Grant Linney, a presenter with Al Gore's Climate Reality Project, says he worries SNC-Lavalin scandal will take the focus off climate change in the upcoming federal election. (Samantha Craggs/CBC)

Prime Minister Justin Trudeau should resign, he said, or "be much more forthcoming" than he has been on the SNC-Lavalin matter.

Otherwise, "I feel the opposition will focus on this to the point of preempting any meaningful discussion about climate change."

Bob Bratina, Liberal MP for Hamilton East-Stoney Creek, attempted to speed Linney along. "We're going to run out of time for other people who want to ask questions," he said.

"OK," Linney said. "I guess I'm going to feel betrayed if the federal Liberals allow these events around SNC-Lavalin to detract from climate change."

SNC-Lavalin has dominated headlines in recent weeks. Jody Wilson-Raybould says while she was attorney general, she faced "consistent and sustained" pressure from senior people in the Trudeau government to interfere with the potential prosecution of the Quebec company. The company was charged in 2015 with allegedly bribing Libyan officials.

Don McLean listens to Catherine McKenna's answers at Mohawk College. (Samantha Craggs/CBC)

Wilson-Raybould and Jane Philpott have both resigned from cabinet over the SNC-Lavalin affair.

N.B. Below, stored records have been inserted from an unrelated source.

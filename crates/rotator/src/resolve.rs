//! Output path resolution.
//!
//! Maps an input video to the path its rotated copy is written to, following
//! the configured output policy, and creates the destination directory.

use crate::config::OutputPolicy;
use chrono::{Local, NaiveDate};
use std::ffi::OsString;
use std::fs;
use std::path::{Path, PathBuf};
use thiserror::Error;

/// Prefix of the per-day directory created when dated subdirectories are enabled.
pub const DATED_SUBDIR_PREFIX: &str = "rotated_videos_";

/// Error type for output path resolution.
#[derive(Debug, Error)]
pub enum ResolveError {
    /// The destination directory could not be created.
    #[error("Failed to create output directory {}: {source}", .path.display())]
    DirectoryCreation {
        path: PathBuf,
        #[source]
        source: std::io::Error,
    },

    /// No desktop directory could be determined for the fixed output location.
    #[error("No desktop directory available for the fixed output location")]
    NoFixedLocation,

    /// The custom policy was selected without an output directory.
    #[error("Custom output policy requires an output directory")]
    MissingOutputDir,

    /// The input path does not name a file.
    #[error("Input path has no file name: {}", .0.display())]
    InvalidInput(PathBuf),
}

/// Builds the output file name: the input stem with `suffix` appended, extension kept.
///
/// `/media/clip.final.mp4` with suffix `_rotated` -> `clip.final_rotated.mp4`
pub fn output_file_name(input: &Path, suffix: &str) -> Result<OsString, ResolveError> {
    let stem = input
        .file_stem()
        .ok_or_else(|| ResolveError::InvalidInput(input.to_path_buf()))?;

    let mut name = stem.to_os_string();
    name.push(suffix);
    if let Some(ext) = input.extension() {
        name.push(".");
        name.push(ext);
    }
    Ok(name)
}

/// Name of the dated subdirectory for `date`, e.g. `rotated_videos_20240131`.
pub fn dated_subdir_name(date: NaiveDate) -> String {
    format!("{}{}", DATED_SUBDIR_PREFIX, date.format("%Y%m%d"))
}

/// The platform's well-known output location (the user's desktop).
pub fn fixed_location() -> Option<PathBuf> {
    dirs::desktop_dir().or_else(|| dirs::home_dir().map(|home| home.join("Desktop")))
}

/// Output layout for one batch.
///
/// The date is captured once so every job of a batch lands in the same dated
/// directory even when the batch runs past midnight.
#[derive(Debug, Clone, PartialEq)]
pub struct OutputLayout {
    suffix: String,
    policy: OutputPolicy,
    custom_dir: Option<PathBuf>,
    fixed_dir: Option<PathBuf>,
    dated_subdir: bool,
    date: NaiveDate,
}

impl OutputLayout {
    /// Create a layout using today's local date and the desktop as fixed location.
    pub fn new(
        suffix: impl Into<String>,
        policy: OutputPolicy,
        custom_dir: Option<PathBuf>,
        dated_subdir: bool,
    ) -> Self {
        Self {
            suffix: suffix.into(),
            policy,
            custom_dir,
            fixed_dir: fixed_location(),
            dated_subdir,
            date: Local::now().date_naive(),
        }
    }

    /// Override the fixed output location.
    pub fn with_fixed_dir(mut self, dir: impl Into<PathBuf>) -> Self {
        self.fixed_dir = Some(dir.into());
        self
    }

    /// Override the date used for dated subdirectories.
    pub fn with_date(mut self, date: NaiveDate) -> Self {
        self.date = date;
        self
    }

    pub fn date(&self) -> NaiveDate {
        self.date
    }

    /// Directory that outputs for `input` are written to. Pure path computation.
    pub fn output_dir_for(&self, input: &Path) -> Result<PathBuf, ResolveError> {
        let base = match self.policy {
            OutputPolicy::SameAsSource => {
                return Ok(match input.parent() {
                    Some(parent) if !parent.as_os_str().is_empty() => parent.to_path_buf(),
                    _ => PathBuf::from("."),
                });
            }
            OutputPolicy::FixedLocation => self
                .fixed_dir
                .clone()
                .ok_or(ResolveError::NoFixedLocation)?,
            OutputPolicy::Custom => self
                .custom_dir
                .clone()
                .ok_or(ResolveError::MissingOutputDir)?,
        };

        if self.dated_subdir {
            Ok(base.join(dated_subdir_name(self.date)))
        } else {
            Ok(base)
        }
    }

    /// Output path for `input`. Pure path computation, nothing is created.
    pub fn output_path_for(&self, input: &Path) -> Result<PathBuf, ResolveError> {
        let name = output_file_name(input, &self.suffix)?;
        Ok(self.output_dir_for(input)?.join(name))
    }

    /// Output path for `input`, creating the destination directory if missing.
    pub fn resolve(&self, input: &Path) -> Result<PathBuf, ResolveError> {
        let output = self.output_path_for(input)?;
        if let Some(dir) = output.parent() {
            fs::create_dir_all(dir).map_err(|source| ResolveError::DirectoryCreation {
                path: dir.to_path_buf(),
                source,
            })?;
        }
        Ok(output)
    }
}

/// Resolve a single output path with today's date.
pub fn resolve(
    input: &Path,
    suffix: &str,
    policy: OutputPolicy,
    base_output_dir: Option<&Path>,
    create_dated_subdir: bool,
) -> Result<PathBuf, ResolveError> {
    OutputLayout::new(
        suffix,
        policy,
        base_output_dir.map(Path::to_path_buf),
        create_dated_subdir,
    )
    .resolve(input)
}
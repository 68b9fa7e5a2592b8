//! Progress and status reporting.
//!
//! The scheduler and the encoder push typed events through a
//! [`ProgressReporter`]; whatever renders them (terminal, GUI, log file) lives
//! outside this crate.

use serde::Serialize;
use std::fmt;
use std::time::Duration;
use tokio::sync::mpsc;

/// Estimated time until the batch finishes.
#[derive(Debug, Clone, Copy, PartialEq, Eq, Serialize)]
#[serde(rename_all = "snake_case")]
pub enum TimeRemaining {
    /// No job has finished yet, so there is nothing to extrapolate from.
    Calculating,
    /// Extrapolated from the average time per finished job.
    Remaining(Duration),
    /// No batch is running.
    Idle,
}

impl TimeRemaining {
    /// `(elapsed / completed) * (total - completed)`, or `Calculating` before the first completion.
    pub fn estimate(elapsed: Duration, completed: usize, total: usize) -> Self {
        if completed == 0 {
            return TimeRemaining::Calculating;
        }
        let remaining_jobs = total.saturating_sub(completed) as u32;
        let per_job = elapsed / completed as u32;
        TimeRemaining::Remaining(per_job * remaining_jobs)
    }
}

impl fmt::Display for TimeRemaining {
    fn fmt(&self, f: &mut fmt::Formatter<'_>) -> fmt::Result {
        match self {
            TimeRemaining::Calculating => write!(f, "calculating"),
            TimeRemaining::Remaining(d) => {
                let secs = d.as_secs();
                write!(
                    f,
                    "{:02}:{:02}:{:02}",
                    secs / 3600,
                    (secs % 3600) / 60,
                    secs % 60
                )
            }
            TimeRemaining::Idle => write!(f, "--:--:--"),
        }
    }
}

/// An update pushed from the core to the presentation layer.
#[derive(Debug, Clone, PartialEq, Serialize)]
#[serde(tag = "kind", rename_all = "snake_case")]
pub enum ProgressEvent {
    /// A line for the activity log.
    Log { message: String },
    /// Short status text.
    Status { message: String },
    /// Estimated time remaining for the batch.
    TimeRemaining { remaining: TimeRemaining },
    /// Overall batch progress and progress of the job that last reported, both 0-100.
    Progress { overall: f32, current: f32 },
}

impl ProgressEvent {
    pub fn log(message: impl Into<String>) -> Self {
        ProgressEvent::Log {
            message: message.into(),
        }
    }

    pub fn status(message: impl Into<String>) -> Self {
        ProgressEvent::Status {
            message: message.into(),
        }
    }

    pub fn time_remaining(remaining: TimeRemaining) -> Self {
        ProgressEvent::TimeRemaining { remaining }
    }

    pub fn progress(overall: f32, current: f32) -> Self {
        ProgressEvent::Progress {
            overall: overall.clamp(0.0, 100.0),
            current: current.clamp(0.0, 100.0),
        }
    }
}

/// Receives progress events.
///
/// Called from worker tasks, possibly from several threads at once, so
/// implementations must not block for long.
pub trait ProgressReporter: Send + Sync {
    fn report(&self, event: ProgressEvent);
}

/// Drops every event.
#[derive(Debug, Clone, Default)]
pub struct NullReporter;

impl ProgressReporter for NullReporter {
    fn report(&self, _event: ProgressEvent) {}
}

/// Forwards events into an unbounded channel.
///
/// Send errors are ignored: a dropped receiver means nobody is listening any more.
#[derive(Debug, Clone)]
pub struct ChannelReporter {
    tx: mpsc::UnboundedSender<ProgressEvent>,
}

impl ChannelReporter {
    pub fn new(tx: mpsc::UnboundedSender<ProgressEvent>) -> Self {
        Self { tx }
    }

    /// Create a reporter together with the receiving end.
    pub fn channel() -> (Self, mpsc::UnboundedReceiver<ProgressEvent>) {
        let (tx, rx) = mpsc::unbounded_channel();
        (Self::new(tx), rx)
    }
}

impl ProgressReporter for ChannelReporter {
    fn report(&self, event: ProgressEvent) {
        let _ = self.tx.send(event);
    }
}

/// Calls a closure for every event.
pub struct FnReporter<F>(F);

impl<F> FnReporter<F>
where
    F: Fn(ProgressEvent) + Send + Sync,
{
    pub fn new(f: F) -> Self {
        Self(f)
    }
}

impl<F> ProgressReporter for FnReporter<F>
where
    F: Fn(ProgressEvent) + Send + Sync,
{
    fn report(&self, event: ProgressEvent) {
        (self.0)(event)
    }
}

#[cfg(test)]
mod tests {
    use super::*;
    use proptest::prelude::*;
    use std::sync::{Arc, Mutex};

    #[test]
    fn test_time_remaining_display() {
        assert_eq!(TimeRemaining::Calculating.to_string(), "calculating");
        assert_eq!(TimeRemaining::Idle.to_string(), "--:--:--");
        assert_eq!(
            TimeRemaining::Remaining(Duration::from_secs(3 * 3600 + 25 * 60 + 7)).to_string(),
            "03:25:07"
        );
        assert_eq!(
            TimeRemaining::Remaining(Duration::from_millis(999)).to_string(),
            "00:00:00"
        );
    }

    #[test]
    fn test_estimate_before_first_completion() {
        assert_eq!(
            TimeRemaining::estimate(Duration::from_secs(40), 0, 5),
            TimeRemaining::Calculating
        );
    }

    #[test]
    fn test_estimate_extrapolates_average() {
        // 2 jobs in 60s -> 30s each, 3 left
        assert_eq!(
            TimeRemaining::estimate(Duration::from_secs(60), 2, 5),
            TimeRemaining::Remaining(Duration::from_secs(90))
        );
        assert_eq!(
            TimeRemaining::estimate(Duration::from_secs(60), 5, 5),
            TimeRemaining::Remaining(Duration::ZERO)
        );
    }

    proptest! {
        #[test]
        fn prop_estimate_never_negative_and_zero_when_done(
            elapsed_ms in 0u64..10_000_000,
            total in 1usize..500,
        ) {
            let elapsed = Duration::from_millis(elapsed_ms);
            prop_assert_eq!(
                TimeRemaining::estimate(elapsed, total, total),
                TimeRemaining::Remaining(Duration::ZERO)
            );
        }
    }

    #[test]
    fn test_progress_event_clamps() {
        assert_eq!(
            ProgressEvent::progress(120.0, -3.0),
            ProgressEvent::Progress {
                overall: 100.0,
                current: 0.0
            }
        );
    }

    #[test]
    fn test_channel_reporter_delivers_in_order() {
        let (reporter, mut rx) = ChannelReporter::channel();
        reporter.report(ProgressEvent::status("one"));
        reporter.report(ProgressEvent::log("two"));

        assert_eq!(rx.try_recv().unwrap(), ProgressEvent::status("one"));
        assert_eq!(rx.try_recv().unwrap(), ProgressEvent::log("two"));
        assert!(rx.try_recv().is_err());
    }

    #[test]
    fn test_channel_reporter_tolerates_dropped_receiver() {
        let (reporter, rx) = ChannelReporter::channel();
        drop(rx);
        reporter.report(ProgressEvent::log("nobody listens"));
    }

    #[test]
    fn test_fn_reporter_invokes_closure() {
        let seen = Arc::new(Mutex::new(Vec::new()));
        let sink = seen.clone();
        let reporter = FnReporter::new(move |event| sink.lock().unwrap().push(event));

        reporter.report(ProgressEvent::time_remaining(TimeRemaining::Calculating));

        assert_eq!(
            seen.lock().unwrap().as_slice(),
            &[ProgressEvent::time_remaining(TimeRemaining::Calculating)]
        );
    }

    #[test]
    fn test_events_serialize_with_kind_tag() {
        let json = serde_json::to_value(ProgressEvent::progress(50.0, 25.0)).unwrap();
        assert_eq!(json["kind"], "progress");
        assert_eq!(json["overall"], 50.0);
    }
}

Trudeau and his former principal secretary, Gerald Butts, say they exerted no inappropriate pressure on Wilson-Raybould.

McKenna, a Hamilton native, said the SNC-Lavalin matter is a difficult one.

"Look, I think we've got two different perspectives on what happened," she said. "We need to look at particularly what lessons (have been) learned."

"Certainly we're not perfect as a government. Let's admit that."

But she's not distracted from climate change, she said. "I'm not stopping."

Catherine McKenna, a Hamilton native, gave a slide presentation about how climate change has worsened. "I'm not stopping on climate action," she says. (Samantha Craggs/CBC)

McKenna took about a dozen questions at Mohawk College. She referenced an October report from the Nobel Prize-winning Intergovernmental Panel on Climate Change that said humans have 11 years to change direction on climate change or face fatal consequences.

Conservative politicians spread misconceptions about climate change, she told the audience of about 200. It's urgent that Canada move forward, she said, and not backward.

Noted Hamilton environmentalist Don McLean wasn't swayed by the "better us than them" argument.

"It's so easy to say, 'We're not Doug Ford so vote for us. We're not Jason Kenney so vote for us,'" he said. "That's the old politics, and I don't think it's going to move people."

McLean was more interested in talking about Canada's increasing crude oil exports and the Trans Mountain pipeline.  "To say that we can continue to increase exports of oil to the rest of the world and fight climate change is simply not true," he said.

Catherine McKenna and Fred Eisenberger met at Hamilton city hall Wednesday afternoon. She also visited ArcelorMittal Dofasco and H&R Block. (Samantha Craggs/CBC)

"It's good that (McKenna) is out there fighting climate change. It's good that she's presenting this information. But she's still being the politician."

McKenna said she understood some of the environmentalists in the audience were upset by the pipeline issue. She has to think about jobs too, she said. "This transition," she said, "it's going to take time."

"I'm as much a minister of environment for people trying to figure out jobs and the energy sector as I am for environmentalists who live in the arctic and people who live in the south."

Catherine McKenna answers questions with Filomena Tassi, minister of seniors and Liberal MP for Hamilton West-Ancaster-Dundas. (Samantha Craggs/CBC)

McKenna made a few Hamilton stops Wednesday. She met with ArcelorMittal Dofasco and H&R Block, then Mayor Fred Eisenberger at city hall.

Hamilton has planned a light rail transit (LRT) line from McMaster University to Eastgate Square, with construction due to start next year.

Ontario Premier Doug Ford says the province will still spend $1 billion to build the line. But property acquisitions on the project have been paused since last fall.

Asked if the federal Liberals would be willing to fill in any funding gaps, McKenna said "we'd certainly take any proposal seriously."